§ EXERCISE AIM
From the data that follows, copy every line holding the string "Parser".

§ THE DATA
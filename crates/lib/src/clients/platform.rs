//! Platform backend client: per-tenant agent settings (`GET /api/agent/settings`).
//!
//! Tenants are identified by the `X-Org-ID` / `X-Flow-ID` headers. A missing base URL or a 404
//! means "not configured" and is reported as `Ok(None)`, never as an error.

use serde_json::{Map, Value};
use std::time::Duration;

/// Free-form agent settings of one tenant. Field lookups walk an ordered list of key spellings.
#[derive(Debug, Clone, Default, PartialEq)]
pub struct AgentSettings {
    fields: Map<String, Value>,
}

const NAME_KEYS: &[&str] = &["name", "agent_name", "display_name"];
const SECTOR_KEYS: &[&str] = &["sector", "industry"];
const STYLE_KEYS: &[&str] = &["communication_style", "tone"];
const PROFILE_KEYS: &[&str] = &["profile_type", "profile"];
const CUSTOM_KEYS: &[&str] = &["custom_instructions", "customization"];
const PROMPT_KEYS: &[&str] = &["prompt", "system_prompt", "full_prompt"];
const TAX_ID_KEYS: &[&str] = &["tax_id", "cnpj"];

impl AgentSettings {
    pub fn new(fields: Map<String, Value>) -> Self {
        Self { fields }
    }

    /// First non-blank string among `keys`, trimmed.
    pub fn text(&self, keys: &[&str]) -> Option<&str> {
        keys.iter()
            .filter_map(|k| self.fields.get(*k).and_then(Value::as_str))
            .map(str::trim)
            .find(|s| !s.is_empty())
    }

    pub fn name(&self) -> Option<&str> {
        self.text(NAME_KEYS)
    }

    pub fn sector(&self) -> Option<&str> {
        self.text(SECTOR_KEYS)
    }

    pub fn communication_style(&self) -> Option<&str> {
        self.text(STYLE_KEYS)
    }

    pub fn profile_type(&self) -> Option<&str> {
        self.text(PROFILE_KEYS)
    }

    pub fn custom_instructions(&self) -> Option<&str> {
        self.text(CUSTOM_KEYS)
    }

    /// Full prompt that replaces the base prompt entirely.
    pub fn prompt_override(&self) -> Option<&str> {
        self.text(PROMPT_KEYS)
    }

    /// Tenant tax id reduced to its digits; None when absent or digit-free.
    pub fn tax_id_digits(&self) -> Option<String> {
        let digits = only_digits(self.text(TAX_ID_KEYS)?);
        if digits.is_empty() {
            None
        } else {
            Some(digits)
        }
    }
}

/// Strip every non-digit character (CPF/CNPJ punctuation).
pub fn only_digits(s: &str) -> String {
    s.chars().filter(|c| c.is_ascii_digit()).collect()
}

#[derive(Debug, thiserror::Error)]
pub enum PlatformError {
    #[error("platform request failed: {0}")]
    Request(#[from] reqwest::Error),
    #[error("platform settings http {0}")]
    Status(u16),
}

/// Client for the platform backend. Carries its own request timeout.
#[derive(Clone)]
pub struct PlatformClient {
    /// None when the platform is not configured.
    base_url: Option<String>,
    client: reqwest::Client,
}

impl PlatformClient {
    pub fn new(base_url: Option<&str>, timeout: Duration) -> Result<Self, PlatformError> {
        let base_url = base_url
            .map(|u| u.trim().trim_end_matches('/').to_string())
            .filter(|u| !u.is_empty());
        let client = reqwest::Client::builder().timeout(timeout).build()?;
        Ok(Self { base_url, client })
    }

    pub fn is_configured(&self) -> bool {
        self.base_url.is_some()
    }

    /// GET {base}/api/agent/settings for the tenant. `Ok(None)` when unconfigured, on 404, or
    /// when the backend returns an empty object. `{ "data": {...} }` envelopes are unwrapped.
    pub async fn agent_settings(
        &self,
        org_id: &str,
        flow_id: &str,
    ) -> Result<Option<AgentSettings>, PlatformError> {
        let Some(ref base) = self.base_url else {
            return Ok(None);
        };
        let org_id = org_id.trim();
        let flow_id = flow_id.trim();
        let mut req = self
            .client
            .get(format!("{}/api/agent/settings", base))
            .header(reqwest::header::ACCEPT, "application/json");
        let mut query: Vec<(&str, &str)> = Vec::new();
        if !org_id.is_empty() {
            req = req.header("X-Org-ID", org_id);
            query.push(("org_id", org_id));
        }
        if !flow_id.is_empty() {
            req = req.header("X-Flow-ID", flow_id);
            query.push(("flow_id", flow_id));
        }
        if !query.is_empty() {
            req = req.query(&query);
        }

        let res = req.send().await?;
        let status = res.status();
        if status == reqwest::StatusCode::NOT_FOUND {
            return Ok(None);
        }
        if status.as_u16() >= 400 {
            return Err(PlatformError::Status(status.as_u16()));
        }
        let body: Value = res.json().await?;
        Ok(settings_from_body(body))
    }
}

fn settings_from_body(body: Value) -> Option<AgentSettings> {
    let Value::Object(mut map) = body else {
        return None;
    };
    if let Some(Value::Object(data)) = map.remove("data") {
        map = data;
    }
    if map.is_empty() {
        None
    } else {
        Some(AgentSettings::new(map))
    }
}
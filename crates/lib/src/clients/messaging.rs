//! WhatsApp gateway client (uazapi-style `/send/*` endpoints, `token` header auth).

use serde::Serialize;
use serde_json::json;

/// One carousel card: text, image and reply buttons.
#[derive(Debug, Clone, PartialEq, Serialize)]
pub struct CarouselCard {
    pub text: String,
    pub image: String,
    pub buttons: Vec<CarouselButton>,
}

#[derive(Debug, Clone, PartialEq, Serialize)]
pub struct CarouselButton {
    pub id: String,
    pub text: String,
    #[serde(rename = "type")]
    pub typ: String,
}

impl CarouselButton {
    /// Quick-reply button whose id echoes its label back as the user's answer.
    pub fn reply(label: impl Into<String>) -> Self {
        let label = label.into();
        Self {
            id: label.clone(),
            text: label,
            typ: "REPLY".to_string(),
        }
    }
}

#[derive(Debug, thiserror::Error)]
pub enum MessagingError {
    #[error("messaging request failed: {0}")]
    Request(#[from] reqwest::Error),
    #[error("messaging api {path}: status {status}")]
    Status { path: String, status: u16 },
}

/// Client for the outbound messaging gateway of one instance.
#[derive(Clone)]
pub struct MessagingClient {
    base_url: String,
    token: String,
    client: reqwest::Client,
}

impl MessagingClient {
    pub fn new(base_url: &str, token: &str) -> Self {
        Self::with_client(base_url, token, reqwest::Client::new())
    }

    pub fn with_client(base_url: &str, token: &str, client: reqwest::Client) -> Self {
        Self {
            base_url: base_url.trim().trim_end_matches('/').to_string(),
            token: token.to_string(),
            client,
        }
    }

    /// Same gateway and connection pool, different instance token.
    pub fn with_token(&self, token: &str) -> Self {
        Self {
            base_url: self.base_url.clone(),
            token: token.to_string(),
            client: self.client.clone(),
        }
    }

    async fn post(&self, path: &str, body: &serde_json::Value) -> Result<(), MessagingError> {
        let res = self
            .client
            .post(format!("{}{}", self.base_url, path))
            .header("token", &self.token)
            .header(reqwest::header::ACCEPT, "application/json")
            .json(body)
            .send()
            .await?;
        let status = res.status().as_u16();
        if status >= 300 {
            return Err(MessagingError::Status {
                path: path.to_string(),
                status,
            });
        }
        Ok(())
    }

    /// POST /send/text
    pub async fn send_text(&self, number: &str, text: &str) -> Result<(), MessagingError> {
        self.post("/send/text", &json!({ "number": number, "text": text }))
            .await
    }

    /// POST /send/carousel: caption `text` above the cards.
    pub async fn send_carousel(
        &self,
        number: &str,
        text: &str,
        cards: &[CarouselCard],
    ) -> Result<(), MessagingError> {
        let body = json!({
            "number": number,
            "text": text,
            "carousel": cards,
            "delay": 0,
            "readchat": true,
        });
        self.post("/send/carousel", &body).await
    }

    /// POST /send/audio: `audio_b64` is the base64-encoded file.
    pub async fn send_audio(&self, number: &str, audio_b64: &str) -> Result<(), MessagingError> {
        let body = json!({
            "number": number,
            "file": audio_b64,
            "type": "audio",
        });
        self.post("/send/audio", &body).await
    }
}
use clap::{Parser, Subcommand};

#[derive(Parser)]
#[command(name = "pac-lead-agent")]
#[command(about = "WhatsApp to assistant webhook bridge", long_about = None)]
struct Cli {
    #[command(subcommand)]
    command: Option<Commands>,
}

#[derive(Subcommand)]
enum Commands {
    /// Show version
    Version,

    /// Create the configuration directory and a default config.json.
    Init {
        /// Config file path (default: PAC_LEAD_CONFIG_PATH or ~/.pac-lead/config.json)
        #[arg(long, short, value_name = "PATH")]
        config: Option<std::path::PathBuf>,
    },

    /// Run the webhook gateway. Environment variables (APP_ADDR, OPENAI_API_KEY, ...) override the config file.
    Serve {
        /// Config file path (default: PAC_LEAD_CONFIG_PATH or ~/.pac-lead/config.json)
        #[arg(long, short, value_name = "PATH")]
        config: Option<std::path::PathBuf>,

        /// HTTP port (default from APP_ADDR, config or 8080)
        #[arg(long, short)]
        port: Option<u16>,
    },
}

#[tokio::main]
async fn main() {
    env_logger::Builder::from_env(env_logger::Env::default().default_filter_or("info")).init();

    let cli = Cli::parse();

    match cli.command {
        Some(Commands::Version) => {
            println!("pac-lead-agent {}", env!("CARGO_PKG_VERSION"));
        }
        Some(Commands::Init { config }) => {
            if let Err(e) = run_init(config) {
                log::error!("init failed: {}", e);
                std::process::exit(1);
            }
        }
        Some(Commands::Serve { config, port }) => {
            if let Err(e) = run_serve(config, port).await {
                log::error!("serve failed: {:#}", e);
                std::process::exit(1);
            }
        }
        None => {
            println!("Run with --help for usage");
        }
    }
}

fn run_init(config_path: Option<std::path::PathBuf>) -> anyhow::Result<()> {
    let path = config_path.unwrap_or_else(lib::config::default_config_path);
    let dir = lib::init::init_config_dir(&path)?;
    println!("initialized configuration at {}", dir.display());
    Ok(())
}

async fn run_serve(
    config_path: Option<std::path::PathBuf>,
    port: Option<u16>,
) -> anyhow::Result<()> {
    let (mut config, path) = lib::config::load_config(config_path)?;
    if let Some(p) = port {
        config.server.port = p;
    }
    log::info!(
        "starting gateway on {}:{} (config {})",
        config.server.bind,
        config.server.port,
        path.display()
    );
    lib::gateway::run_gateway(config).await
}
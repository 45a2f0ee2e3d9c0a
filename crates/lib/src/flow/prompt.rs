//! Run instructions: base prompt plus the tenant's customer-context section.

use crate::clients::AgentSettings;

/// Embedded sales-agent template, used when no default prompt is configured.
pub static DEFAULT_PROMPT: &str = include_str!("../../config/default_prompt.md");

const CONTEXT_HEADING: &str = "## Contexto do cliente";

/// Configured default prompt when non-blank, else the embedded template.
pub fn base_prompt(configured: Option<&str>) -> &str {
    configured
        .filter(|s| !s.trim().is_empty())
        .unwrap_or(DEFAULT_PROMPT)
}

/// Final instructions for a run.
///
/// A prompt override in the settings replaces `base`. When any of the descriptive fields is
/// present a "Contexto do cliente" section listing only those fields is appended after a blank
/// line. Without settings the result is exactly `base`.
pub fn compose_prompt(base: &str, settings: Option<&AgentSettings>) -> String {
    let Some(settings) = settings else {
        return base.to_string();
    };
    let base = settings.prompt_override().unwrap_or(base);

    let lines: Vec<String> = [
        ("Nome do agente", settings.name()),
        ("Setor/Indústria", settings.sector()),
        ("Estilo de comunicação", settings.communication_style()),
        ("Tipo de perfil", settings.profile_type()),
        ("Instruções personalizadas", settings.custom_instructions()),
    ]
    .into_iter()
    .filter_map(|(label, value)| value.map(|v| format!("- {}: {}", label, v)))
    .collect();

    if lines.is_empty() {
        return base.to_string();
    }
    format!("{}\n\n{}\n{}", base.trim_end(), CONTEXT_HEADING, lines.join("\n"))
}
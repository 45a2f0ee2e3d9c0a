//! Gateway HTTP server.

use crate::buffer::{self, MessageBuffer};
use crate::config::Config;
use crate::flow::{DispatchAck, DispatchOptions, Dispatcher};
use crate::webhook::IncomingWebhook;
use anyhow::{Context, Result};
use axum::{
    body::Bytes,
    extract::{Path, State},
    http::{HeaderMap, StatusCode},
    response::{IntoResponse, Response},
    routing::{get, post},
    Json, Router,
};
use serde_json::json;
use std::sync::Arc;
use std::time::Duration;

/// Shared state of the gateway; cloned into every request.
#[derive(Clone)]
pub struct GatewayState {
    pub config: Arc<Config>,
    pub dispatcher: Dispatcher,
    pub buffer: Arc<dyn MessageBuffer>,
}

impl GatewayState {
    /// Build clients and connect the buffer for `config`.
    pub async fn from_config(config: Config) -> Result<Self> {
        let dispatcher = Dispatcher::new(&config).context("building platform client")?;
        let buffer = buffer::connect(config.buffer.redis_url.as_deref()).await;
        Ok(Self {
            config: Arc::new(config),
            dispatcher,
            buffer,
        })
    }
}

/// Routes of the gateway.
pub fn router(state: GatewayState) -> Router {
    Router::new()
        .route("/", get(health_http))
        .route("/healthz", get(healthz))
        .route("/webhook/uazapi", post(uazapi_webhook))
        .route("/webhooks/paclead-maryjoias", post(legacy_webhook))
        .route("/webhooks/:slug", post(slug_webhook))
        .with_state(state)
}

/// Bind the configured address and serve until SIGINT/SIGTERM.
pub async fn run_gateway(config: Config) -> Result<()> {
    let bind_addr = format!("{}:{}", config.server.bind.trim(), config.server.port);
    if config.assistant.api_key.is_none() {
        log::warn!("gateway: no assistant api key configured; assistant calls will be rejected");
    }
    let state = GatewayState::from_config(config).await?;
    log::info!("gateway: message buffer backend {}", state.buffer.backend());
    let app = router(state);

    let listener = tokio::net::TcpListener::bind(&bind_addr)
        .await
        .with_context(|| format!("binding to {}", bind_addr))?;
    log::info!("gateway listening on {}", bind_addr);

    axum::serve(listener, app)
        .with_graceful_shutdown(shutdown_signal())
        .await
        .context("gateway server exited")?;
    log::info!("gateway stopped");
    Ok(())
}

/// Completes on SIGINT or SIGTERM. In-flight webhooks finish before the server returns.
async fn shutdown_signal() {
    let ctrl_c = async {
        if let Err(e) = tokio::signal::ctrl_c().await {
            log::error!("failed to install Ctrl+C handler: {}", e);
            std::future::pending::<()>().await;
        }
    };

    #[cfg(unix)]
    let terminate = async {
        match tokio::signal::unix::signal(tokio::signal::unix::SignalKind::terminate()) {
            Ok(mut sig) => {
                sig.recv().await;
            }
            Err(e) => {
                log::error!("failed to install SIGTERM handler: {}", e);
                std::future::pending::<()>().await;
            }
        }
    };

    #[cfg(not(unix))]
    let terminate = std::future::pending::<()>();

    tokio::select! {
        _ = ctrl_c => {},
        _ = terminate => {},
    }
    log::info!("shutdown signal received, draining connections");
}

/// GET / returns a simple health JSON (for health checks).
async fn health_http(State(state): State<GatewayState>) -> Json<serde_json::Value> {
    Json(json!({
        "runtime": "running",
        "port": state.config.server.port,
        "buffer": state.buffer.backend(),
    }))
}

/// GET /healthz
async fn healthz() -> &'static str {
    "ok"
}

/// POST /webhook/uazapi
async fn uazapi_webhook(
    State(state): State<GatewayState>,
    headers: HeaderMap,
    body: Bytes,
) -> Response {
    handle_webhook(&state, &headers, &body, None).await
}

/// POST /webhooks/paclead-maryjoias: fixed route kept for the first tenant's provider config.
async fn legacy_webhook(
    State(state): State<GatewayState>,
    headers: HeaderMap,
    body: Bytes,
) -> Response {
    handle_webhook(&state, &headers, &body, None).await
}

/// POST /webhooks/{slug}
async fn slug_webhook(
    State(state): State<GatewayState>,
    Path(slug): Path<String>,
    headers: HeaderMap,
    body: Bytes,
) -> Response {
    handle_webhook(&state, &headers, &body, Some(slug)).await
}

async fn handle_webhook(
    state: &GatewayState,
    headers: &HeaderMap,
    body: &[u8],
    slug: Option<String>,
) -> Response {
    let incoming = match IncomingWebhook::from_slice(body) {
        Ok(w) => w,
        Err(e) => {
            log::debug!("webhook: rejecting payload: {}", e);
            return (StatusCode::BAD_REQUEST, "invalid json").into_response();
        }
    };
    let opts = DispatchOptions::from_headers(headers, slug);

    let number = incoming.sender_number();
    let text = incoming.message.content.trim();
    if !number.is_empty() && !text.is_empty() {
        let ttl = Duration::from_secs(state.config.buffer.ttl_secs);
        // Buffering never blocks the reply.
        if let Err(e) = state.buffer.push(number, text, ttl).await {
            log::warn!("webhook: buffering message from {} failed: {}", number, e);
        }
    }

    let ack = match state.dispatcher.dispatch(&incoming, &opts).await {
        Ok(ack) => ack,
        Err(e) => {
            log::error!(
                "webhook: dispatch for {} (slug={}) failed: {}",
                number,
                opts.slug.as_deref().unwrap_or("-"),
                e
            );
            DispatchAck { ok: false }
        }
    };
    (StatusCode::OK, Json(ack)).into_response()
}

§ SOLUTION FOR THIS PROBLEM
use clap::{Parser, Subcommand};
#[derive(Parser)]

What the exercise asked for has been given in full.